To verify biological activity of poly ICLC in the cotton rat model, induction of IFN response by poly ICLC was measured (Fig. 1A). Type I and II IFNs induction was assessed by monitoring dynamics of pulmonary IFN-β and IFN-γ mRNA expression, respectively, as well as by measuring up-regulation of mRNA for Mx-1 (a type I IFN-inducible gene) and IP-10 (a chemokine inducible by both type I and type II IFNs). Poly ICLC induced a strong IFN response in the cotton rat lung. Up-regulation of IFN-β, IFN-γ, Mx-1, and IP-10 mRNA was maximal 24–48 h after poly ICLC administration and declined to basal levels by day 8. A pronounced dose dependence of the effect was seen, with 40 μg poly ICLC inducing maximal IFN mRNA responses.
Interferon-inducing effect of poly ICLC was accompanied by an increased cellular infiltration in the lung (primarily monocytes and neutrophils) around bronchioles (peribronchiolitis), small blood vessels (perivasculitis), within lung interstitium (interstitial pneumonitis), and alveolar lumen (alveolitis) (Figs. 1B and and2).2). Maximum histopathology was seen in animals inoculated with 40 μg poly ICLC, and no inflammatory response was detected in the lungs of animals inoculated with 1 μg poly ICLC. The dynamics of the inflammatory response differed from that of the IFN response kinetically, with maximum histopathology observed between days 2 and 5 after the treatment. Other features of pulmonary inflammation, such as an increase in bronchoalveolar lavage (BAL) protein content and an increase in the percentage of neutrophils in BAL, were also detected in poly ICLC-treated animals. BAL protein content increased from 63.0 ± 11.6 μg/mL in saline-treated animals to 134.7 ± 10.3 μg/mL in animals treated with 40 μg poly ICLC 5 days earlier (P < 0.05).

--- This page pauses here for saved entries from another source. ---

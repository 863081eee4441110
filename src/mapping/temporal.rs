//! Host temporal bounds, infinity aliasing, and date-part evaluation.

use chrono::{
    DateTime, Datelike, FixedOffset, NaiveDate, NaiveDateTime, NaiveTime, TimeZone, Timelike,
};

use super::options::{utc, MappingOptions};
use super::value::{Sign, Value};
use crate::error::{Error, Result};
use crate::sql::function::DatePart;
use crate::sql::types::ValueType;

/// Earliest host date (0001-01-01).
pub fn date_min() -> NaiveDate {
    NaiveDate::from_ymd_opt(1, 1, 1).unwrap_or_default()
}

/// Latest host date (9999-12-31).
pub fn date_max() -> NaiveDate {
    NaiveDate::from_ymd_opt(9999, 12, 31).unwrap_or_default()
}

/// Earliest host timestamp (0001-01-01 00:00:00).
pub fn datetime_min() -> NaiveDateTime {
    date_min().and_time(NaiveTime::MIN)
}

/// Latest host timestamp (9999-12-31 23:59:59.999999).
pub fn datetime_max() -> NaiveDateTime {
    let end = NaiveTime::from_hms_micro_opt(23, 59, 59, 999_999).unwrap_or(NaiveTime::MIN);
    date_max().and_time(end)
}

pub fn datetimeoffset_min() -> DateTime<FixedOffset> {
    utc().from_utc_datetime(&datetime_min())
}

pub fn datetimeoffset_max() -> DateTime<FixedOffset> {
    utc().from_utc_datetime(&datetime_max())
}

/// The infinity a host value aliases, if it sits on a host bound.
pub fn infinity_sign(value: &Value) -> Option<Sign> {
    let (is_min, is_max) = match value {
        Value::Date(d) => (*d == date_min(), *d == date_max()),
        Value::DateTime(dt) => (*dt == datetime_min(), *dt == datetime_max()),
        Value::DateTimeOffset(dto) => {
            let utc = dto.naive_utc();
            (utc == datetime_min(), utc == datetime_max())
        }
        _ => (false, false),
    };
    if is_min {
        Some(Sign::Negative)
    } else if is_max {
        Some(Sign::Positive)
    } else {
        None
    }
}

/// The host bound an infinity sentinel reads back as.
pub fn bound_for(ty: &ValueType, sign: Sign) -> Option<Value> {
    let positive = sign == Sign::Positive;
    match ty {
        ValueType::Date => Some(Value::Date(if positive { date_max() } else { date_min() })),
        ValueType::DateTime => Some(Value::DateTime(if positive {
            datetime_max()
        } else {
            datetime_min()
        })),
        ValueType::DateTimeOffset => Some(Value::DateTimeOffset(if positive {
            datetimeoffset_max()
        } else {
            datetimeoffset_min()
        })),
        _ => None,
    }
}

/// Evaluate a date part of a host temporal value.
///
/// With infinity aliasing on, the host bounds yield `+inf` / `-inf` the way
/// the provider evaluates `EXTRACT` on `infinity`. Otherwise the numeric
/// part is returned (`datetime_min()` has year 1).
pub fn date_part(options: &MappingOptions, value: &Value, part: DatePart) -> Result<f64> {
    if options.infinity_aliasing {
        if let Some(sign) = infinity_sign(value) {
            return Ok(sign.as_f64());
        }
    }
    let (date, time) = match value {
        Value::Date(d) => (Some(*d), NaiveTime::MIN),
        Value::DateTime(dt) => (Some(dt.date()), dt.time()),
        Value::DateTimeOffset(dto) => (Some(dto.date_naive()), dto.time()),
        Value::Time(t) => (None, *t),
        other => {
            return Err(Error::TypeMismatch {
                expected: "temporal value".into(),
                found: other.kind().into(),
            })
        }
    };

    let from_date = |f: fn(NaiveDate) -> f64| {
        date.map(f).ok_or_else(|| Error::TypeMismatch {
            expected: format!("value with a {:?} component", part),
            found: value.kind().into(),
        })
    };

    match part {
        DatePart::Year => from_date(|d| d.year() as f64),
        DatePart::Quarter => from_date(|d| ((d.month0() / 3) + 1) as f64),
        DatePart::Month => from_date(|d| d.month() as f64),
        DatePart::Day => from_date(|d| d.day() as f64),
        DatePart::DayOfWeek => from_date(|d| d.weekday().num_days_from_sunday() as f64),
        DatePart::DayOfYear => from_date(|d| d.ordinal() as f64),
        DatePart::Hour => Ok(time.hour() as f64),
        DatePart::Minute => Ok(time.minute() as f64),
        DatePart::Second => Ok(time.second() as f64),
        DatePart::Millisecond => Ok((time.nanosecond() / 1_000_000) as f64),
    }
}

pub fn parse_date(text: &str) -> Option<NaiveDate> {
    NaiveDate::parse_from_str(text.trim(), "%Y-%m-%d").ok()
}

pub fn parse_time(text: &str) -> Option<NaiveTime> {
    NaiveTime::parse_from_str(text.trim(), "%H:%M:%S%.f").ok()
}

/// Parse `YYYY-MM-DD HH:MM:SS[.f]`, also accepting a `T` separator or a
/// bare date.
pub fn parse_datetime(text: &str) -> Option<NaiveDateTime> {
    let text = text.trim();
    NaiveDateTime::parse_from_str(text, "%Y-%m-%d %H:%M:%S%.f")
        .or_else(|_| NaiveDateTime::parse_from_str(text, "%Y-%m-%dT%H:%M:%S%.f"))
        .ok()
        .or_else(|| parse_date(text).map(|d| d.and_time(NaiveTime::MIN)))
}

/// Parse timestamp text carrying an offset (`+02`, `+0200`, `+02:00` or `Z`).
pub fn parse_datetimeoffset(text: &str) -> Option<DateTime<FixedOffset>> {
    let text = text.trim();
    let owned;
    let text = match text.strip_suffix('Z') {
        Some(rest) => {
            owned = format!("{}+00:00", rest);
            owned.as_str()
        }
        None => text,
    };
    DateTime::parse_from_str(text, "%Y-%m-%d %H:%M:%S%.f%#z")
        .or_else(|_| DateTime::parse_from_str(text, "%Y-%m-%dT%H:%M:%S%.f%#z"))
        .ok()
}

#[cfg(test)]
mod tests {
    use super::*;

    #[test]
    fn test_bounds() {
        assert_eq!(datetime_min().to_string(), "0001-01-01 00:00:00");
        assert_eq!(datetime_max().to_string(), "9999-12-31 23:59:59.999999");
        assert_eq!(datetimeoffset_max().offset().local_minus_utc(), 0);
    }

    #[test]
    fn test_infinity_sign() {
        assert_eq!(
            infinity_sign(&Value::DateTime(datetime_max())),
            Some(Sign::Positive)
        );
        assert_eq!(infinity_sign(&Value::Date(date_min())), Some(Sign::Negative));
        assert_eq!(infinity_sign(&Value::Int32(0)), None);
        let plus2 = FixedOffset::east_opt(7200).unwrap();
        let shifted = datetimeoffset_max().with_timezone(&plus2);
        assert_eq!(
            infinity_sign(&Value::DateTimeOffset(shifted)),
            Some(Sign::Positive)
        );
    }

    #[test]
    fn test_date_part_aliasing() {
        let on = MappingOptions::default();
        let off = MappingOptions::default().with_infinity_aliasing(false);
        let min = Value::DateTime(datetime_min());

        assert_eq!(date_part(&on, &min, DatePart::Year).unwrap(), f64::NEG_INFINITY);
        assert_eq!(date_part(&off, &min, DatePart::Year).unwrap(), 1.0);
        assert_eq!(
            date_part(&on, &Value::Date(date_max()), DatePart::Day).unwrap(),
            f64::INFINITY
        );
    }

    #[test]
    fn test_date_part_values() {
        let opts = MappingOptions::default();
        let dt = parse_datetime("2024-05-17 13:45:30.250").unwrap();
        let v = Value::DateTime(dt);
        assert_eq!(date_part(&opts, &v, DatePart::Quarter).unwrap(), 2.0);
        assert_eq!(date_part(&opts, &v, DatePart::DayOfWeek).unwrap(), 5.0);
        assert_eq!(date_part(&opts, &v, DatePart::Millisecond).unwrap(), 250.0);
        assert!(date_part(&opts, &Value::Time(dt.time()), DatePart::Year).is_err());
    }

    #[test]
    fn test_parse_offsets() {
        let a = parse_datetimeoffset("2024-01-01 10:00:00+02").unwrap();
        let b = parse_datetimeoffset("2024-01-01T08:00:00Z").unwrap();
        assert_eq!(a, b);
        assert_eq!(a.offset().local_minus_utc(), 7200);
        assert!(parse_datetimeoffset("yesterday").is_none());
    }
}
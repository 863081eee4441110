use super::TableRef;
use crate::error::{Error, Result};
use crate::sql::expr::Expr;

#[derive(Debug, Clone, Copy, PartialEq, Eq, Default)]
pub enum SortDirection {
    #[default]
    Ascending,
    Descending,
}

/// Access method hint. Providers that cannot honour it reject it.
#[derive(Debug, Clone, PartialEq, Eq)]
pub enum IndexMethod {
    BTree,
    Hash,
    Gin,
    Gist,
    FullText,
    Other(String),
}

impl IndexMethod {
    pub fn parse(s: &str) -> Self {
        match s.to_ascii_lowercase().as_str() {
            "btree" => IndexMethod::BTree,
            "hash" => IndexMethod::Hash,
            "gin" => IndexMethod::Gin,
            "gist" => IndexMethod::Gist,
            "fulltext" => IndexMethod::FullText,
            _ => IndexMethod::Other(s.to_string()),
        }
    }

    pub fn as_str(&self) -> &str {
        match self {
            IndexMethod::BTree => "btree",
            IndexMethod::Hash => "hash",
            IndexMethod::Gin => "gin",
            IndexMethod::Gist => "gist",
            IndexMethod::FullText => "fulltext",
            IndexMethod::Other(s) => s,
        }
    }
}

/// What an index key is built from.
#[derive(Debug, Clone, PartialEq)]
pub enum IndexTarget {
    Column(String),
    Expression(Expr),
}

/// One key of an index: a column or an expression, never both.
#[derive(Debug, Clone, PartialEq)]
pub struct IndexColumn {
    pub target: IndexTarget,
    pub direction: SortDirection,
}

impl IndexColumn {
    /// Build from optional parts, as extraction sees them. Exactly one of
    /// `column` and `expression` must be given.
    pub fn try_new(
        column: Option<&str>,
        expression: Option<Expr>,
        direction: SortDirection,
    ) -> Result<Self> {
        let target = match (column, expression) {
            (Some(c), None) => IndexTarget::Column(c.to_string()),
            (None, Some(e)) => IndexTarget::Expression(e),
            _ => return Err(Error::InvalidIndexColumn),
        };
        Ok(Self { target, direction })
    }

    pub fn column(name: impl Into<String>) -> Self {
        Self {
            target: IndexTarget::Column(name.into()),
            direction: SortDirection::Ascending,
        }
    }

    pub fn expression(expr: Expr) -> Self {
        Self {
            target: IndexTarget::Expression(expr),
            direction: SortDirection::Ascending,
        }
    }

    #[must_use]
    pub fn desc(mut self) -> Self {
        self.direction = SortDirection::Descending;
        self
    }

    pub fn column_name(&self) -> Option<&str> {
        match &self.target {
            IndexTarget::Column(c) => Some(c),
            IndexTarget::Expression(_) => None,
        }
    }
}

/// A table index.
#[derive(Debug, Clone, PartialEq)]
#[must_use = "builders have no effect until used"]
pub struct Index {
    pub name: String,
    pub columns: Vec<IndexColumn>,
    pub unique: bool,
    /// Percentage, 1..=100.
    pub fill_factor: Option<u8>,
    /// Partial index predicate.
    pub filter: Option<Expr>,
    pub method: Option<IndexMethod>,
    pub(super) table: Option<TableRef>,
}

impl Index {
    pub fn new(name: impl Into<String>, columns: Vec<IndexColumn>) -> Self {
        Self {
            name: name.into(),
            columns,
            unique: false,
            fill_factor: None,
            filter: None,
            method: None,
            table: None,
        }
    }

    /// Index over plain ascending columns.
    pub fn on_columns(name: impl Into<String>, columns: &[&str]) -> Self {
        Self::new(name, columns.iter().map(|c| IndexColumn::column(*c)).collect())
    }

    pub fn unique(mut self) -> Self {
        self.unique = true;
        self
    }

    pub fn fill_factor(mut self, percent: u8) -> Self {
        self.fill_factor = Some(percent);
        self
    }

    pub fn filter(mut self, predicate: Expr) -> Self {
        self.filter = Some(predicate);
        self
    }

    pub fn method(mut self, method: IndexMethod) -> Self {
        self.method = Some(method);
        self
    }

    /// Owning table. `None` until the index is added to one.
    pub fn table(&self) -> Option<&TableRef> {
        self.table.as_ref()
    }

    /// Plain column keys, in order.
    pub fn column_names(&self) -> impl Iterator<Item = &str> {
        self.columns.iter().filter_map(|c| c.column_name())
    }

    /// Every column the index depends on: plain keys, columns inside key
    /// expressions and columns of the filter predicate.
    pub fn referenced_columns(&self) -> Vec<&str> {
        let mut out = Vec::new();
        for key in &self.columns {
            match &key.target {
                IndexTarget::Column(c) => out.push(c.as_str()),
                IndexTarget::Expression(e) => out.extend(e.columns().into_iter().map(|(_, c)| c)),
            }
        }
        if let Some(filter) = &self.filter {
            out.extend(filter.columns().into_iter().map(|(_, c)| c));
        }
        out
    }

    pub(super) fn validate(&self) -> Result<()> {
        if self.columns.is_empty() {
            return Err(Error::InvalidModel(format!(
                "index '{}' has no columns",
                self.name
            )));
        }
        if let Some(ff) = self.fill_factor {
            if !(1..=100).contains(&ff) {
                return Err(Error::InvalidModel(format!(
                    "index '{}' fill factor {} is outside 1..=100",
                    self.name, ff
                )));
            }
        }
        Ok(())
    }
}

#[cfg(test)]
mod tests {
    use super::*;
    use crate::sql::expr::col;

    #[test]
    fn test_referenced_columns_include_expressions() {
        use crate::sql::expr::{lit_int, ExprExt};
        let index = Index::new(
            "IX_T",
            vec![
                IndexColumn::column("a"),
                IndexColumn::expression(col("b").add(lit_int(1))),
            ],
        )
        .filter(col("c").gt(lit_int(0)));
        assert_eq!(index.referenced_columns(), vec!["a", "b", "c"]);
        assert_eq!(index.column_names().collect::<Vec<_>>(), vec!["a"]);
    }

    #[test]
    fn test_index_column_exclusivity() {
        assert!(matches!(
            IndexColumn::try_new(Some("a"), Some(col("a")), SortDirection::Ascending),
            Err(Error::InvalidIndexColumn)
        ));
        assert!(matches!(
            IndexColumn::try_new(None, None, SortDirection::Ascending),
            Err(Error::InvalidIndexColumn)
        ));
        let ok = IndexColumn::try_new(Some("a"), None, SortDirection::Descending).unwrap();
        assert_eq!(ok.column_name(), Some("a"));
        assert_eq!(ok.direction, SortDirection::Descending);
    }

    #[test]
    fn test_fill_factor_bounds() {
        assert!(Index::on_columns("ix", &["a"]).fill_factor(0).validate().is_err());
        assert!(Index::on_columns("ix", &["a"]).fill_factor(100).validate().is_ok());
        assert!(Index::new("ix", vec![]).validate().is_err());
    }
}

Significantly larger number and percentage of neutrophils (17.7% of all BAL cells) was found in the BAL of poly ICLC-treated cotton rats compared to saline-treated animals (Fig. 3A). The number of macrophages was also increased by poly ICLC treatment, with a fraction of macrophages in BAL of poly ICLC-treated animals (~15%) displaying enlarged morphology with more intense staining in the cytoplasm. These cells were later also detected in BAL of influenza- or RSV-infected animals treated with poly ICLC (Fig. 3B).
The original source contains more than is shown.